A few people have misguidedly informed me that meat, dairy and eggs are 'higher quality' protein, which is simply untrue; you can get all the essential amino acids from plant proteins.  I have also had a few people tell me that the only way to get enough protein on a vegetarian or vegan diet is to combine different proteins which is off-puttingly complicated, but this opinion is actually based on out of date research which has been disproved, and even the author of the book has since repudiated her claims.  

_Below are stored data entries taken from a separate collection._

//! Lesson catalog writes: administrative creation and seeding
//!
//! Both paths go through [`NewLesson::validate`]. Unknown JSON fields are
//! rejected so a typo never silently drops data.

use chrono::Utc;
use chronicle_common::db::{Lesson, User};
use sqlx::SqlitePool;
use std::collections::HashSet;
use tracing::{debug, info};

use crate::context::RequestContext;
use crate::db;
use crate::error::{ApiError, ApiResult};
use crate::settings::ServerSettings;

pub use crate::db::lessons::NewLesson;

pub const MAX_TITLE_LEN: usize = 200;
pub const MAX_ESTIMATED_MINUTES: i64 = 600;

impl NewLesson {
    /// Field-level checks that need no store access
    pub fn validate(&self) -> ApiResult<()> {
        let title = self.title.trim();
        if title.is_empty() {
            return Err(ApiError::validation("title", "Title must not be empty"));
        }
        if title.chars().count() > MAX_TITLE_LEN {
            return Err(ApiError::validation(
                "title",
                format!("Title must be at most {} characters", MAX_TITLE_LEN),
            ));
        }
        if self.description.trim().is_empty() {
            return Err(ApiError::validation("description", "Description must not be empty"));
        }
        if self.content.trim().is_empty() {
            return Err(ApiError::validation("content", "Content must not be empty"));
        }
        if self.estimated_minutes <= 0 || self.estimated_minutes > MAX_ESTIMATED_MINUTES {
            return Err(ApiError::validation(
                "estimatedMinutes",
                format!("Estimated minutes must be between 1 and {}", MAX_ESTIMATED_MINUTES),
            ));
        }
        if let Some(url) = &self.image_url {
            if url.trim().is_empty() {
                return Err(ApiError::validation("imageUrl", "Image URL must not be blank"));
            }
        }

        let mut seen = HashSet::new();
        for id in &self.prerequisites {
            if *id <= 0 {
                return Err(ApiError::validation(
                    "prerequisites",
                    format!("Invalid lesson id {}", id),
                ));
            }
            if !seen.insert(*id) {
                return Err(ApiError::validation(
                    "prerequisites",
                    format!("Duplicate prerequisite {}", id),
                ));
            }
        }

        Ok(())
    }
}

/// Parse a request body into a [`NewLesson`], naming the offending field
pub fn parse_new_lesson(body: &[u8]) -> ApiResult<NewLesson> {
    serde_json::from_slice(body).map_err(json_validation_error)
}

/// Parse a seed file: a JSON array of lessons
pub fn parse_seed(body: &[u8]) -> ApiResult<Vec<NewLesson>> {
    serde_json::from_slice(body).map_err(json_validation_error)
}

/// The only enum in a lesson is its era
fn json_validation_error(err: serde_json::Error) -> ApiError {
    if err.to_string().starts_with("unknown variant") {
        return ApiError::Validation {
            field: Some("era".to_string()),
            message: err.to_string(),
        };
    }
    ApiError::invalid_json(err)
}

async fn ensure_prerequisites_exist(pool: &SqlitePool, lesson: &NewLesson) -> ApiResult<()> {
    if lesson.prerequisites.is_empty() {
        return Ok(());
    }
    let found = db::lessons::count_existing(pool, &lesson.prerequisites).await?;
    if found as usize != lesson.prerequisites.len() {
        return Err(ApiError::validation(
            "prerequisites",
            "Prerequisites reference lessons that do not exist",
        ));
    }
    Ok(())
}

/// Signed-in user listed in `admin.usernames`
pub fn require_admin<'a>(
    settings: &ServerSettings,
    context: &'a RequestContext,
) -> ApiResult<&'a User> {
    let user = context.require_user()?;
    if !settings.is_admin(&user.username) {
        return Err(ApiError::forbidden("Administrator role required"));
    }
    Ok(user)
}

/// Create a lesson on behalf of an administrator
pub async fn create_lesson(
    pool: &SqlitePool,
    settings: &ServerSettings,
    context: &RequestContext,
    lesson: NewLesson,
) -> ApiResult<Lesson> {
    let user = require_admin(settings, context)?;

    lesson.validate()?;
    ensure_prerequisites_exist(pool, &lesson).await?;

    let created = db::lessons::insert_lesson(pool, &lesson, Utc::now()).await?;
    info!(lesson_id = created.id, admin = %user.username, "Lesson created");

    Ok(created)
}

#[derive(Debug, Clone, Default, PartialEq, Eq)]
pub struct SeedReport {
    pub inserted: usize,
    pub skipped: usize,
}

/// Load lessons in order, skipping titles already in the catalog
///
/// Later entries may list earlier ones as prerequisites.
pub async fn seed_lessons(pool: &SqlitePool, lessons: Vec<NewLesson>) -> ApiResult<SeedReport> {
    let mut report = SeedReport::default();

    for (index, lesson) in lessons.into_iter().enumerate() {
        lesson.validate().map_err(|err| match err {
            ApiError::Validation { field, message } => ApiError::Validation {
                field,
                message: format!("Lesson #{}: {}", index, message),
            },
            other => other,
        })?;

        if db::lessons::title_exists(pool, &lesson.title).await? {
            debug!(title = %lesson.title, "Seed lesson already present");
            report.skipped += 1;
            continue;
        }

        ensure_prerequisites_exist(pool, &lesson).await?;
        db::lessons::insert_lesson(pool, &lesson, Utc::now()).await?;
        report.inserted += 1;
    }

    info!(
        inserted = report.inserted,
        skipped = report.skipped,
        "Seeded lesson catalog"
    );

    Ok(report)
}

In it's Journal of the American Dietetic Association, the American Dietetic Association, one of the world's leading health bodies, sets out its position that "well-planned vegetarian diets, including total vegetarian or vegan diets, are healthful, nutritionally adequate, and may provide health benefits in the prevention and treatment of certain diseases.  Well-planned vegetarian diets are appropriate for individuals during all stages of the life cycle, including pregnancy, lactation, infancy, childhood, and adolescence, and for athletes.  [...] This article reviews the current data related to key nutrients for vegetarians including protein, n-3 fatty acids, iron, zinc, iodine, calcium, and vitamins D and B-12.  A vegetarian diet can meet current recommendations for all of these nutrients", 

For more in-depth, referenced information I highly recommend the Protein Myth factsheet and reading The China Study.